### RECORDS FOR THE EXERCISE

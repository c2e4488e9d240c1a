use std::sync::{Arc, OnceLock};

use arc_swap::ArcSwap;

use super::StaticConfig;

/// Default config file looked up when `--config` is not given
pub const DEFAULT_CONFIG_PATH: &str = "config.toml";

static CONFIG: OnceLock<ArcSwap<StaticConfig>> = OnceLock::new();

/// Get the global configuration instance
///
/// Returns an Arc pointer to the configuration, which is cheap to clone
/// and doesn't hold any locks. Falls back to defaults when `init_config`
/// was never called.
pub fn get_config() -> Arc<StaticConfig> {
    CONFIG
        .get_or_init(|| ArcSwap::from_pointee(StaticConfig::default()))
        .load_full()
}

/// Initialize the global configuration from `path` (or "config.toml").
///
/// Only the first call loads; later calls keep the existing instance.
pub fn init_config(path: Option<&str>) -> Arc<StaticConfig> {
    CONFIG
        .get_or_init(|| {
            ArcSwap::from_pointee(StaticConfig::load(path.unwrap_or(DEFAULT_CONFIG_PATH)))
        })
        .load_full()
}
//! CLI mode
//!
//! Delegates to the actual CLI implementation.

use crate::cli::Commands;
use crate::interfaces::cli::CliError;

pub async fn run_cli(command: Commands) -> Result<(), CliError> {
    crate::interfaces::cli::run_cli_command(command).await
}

### WHAT YOU NEED TO DO
Please provide nothing but the number of lines in the records that hold the string "CliError".

### ANSWER TO THE EXERCISE
2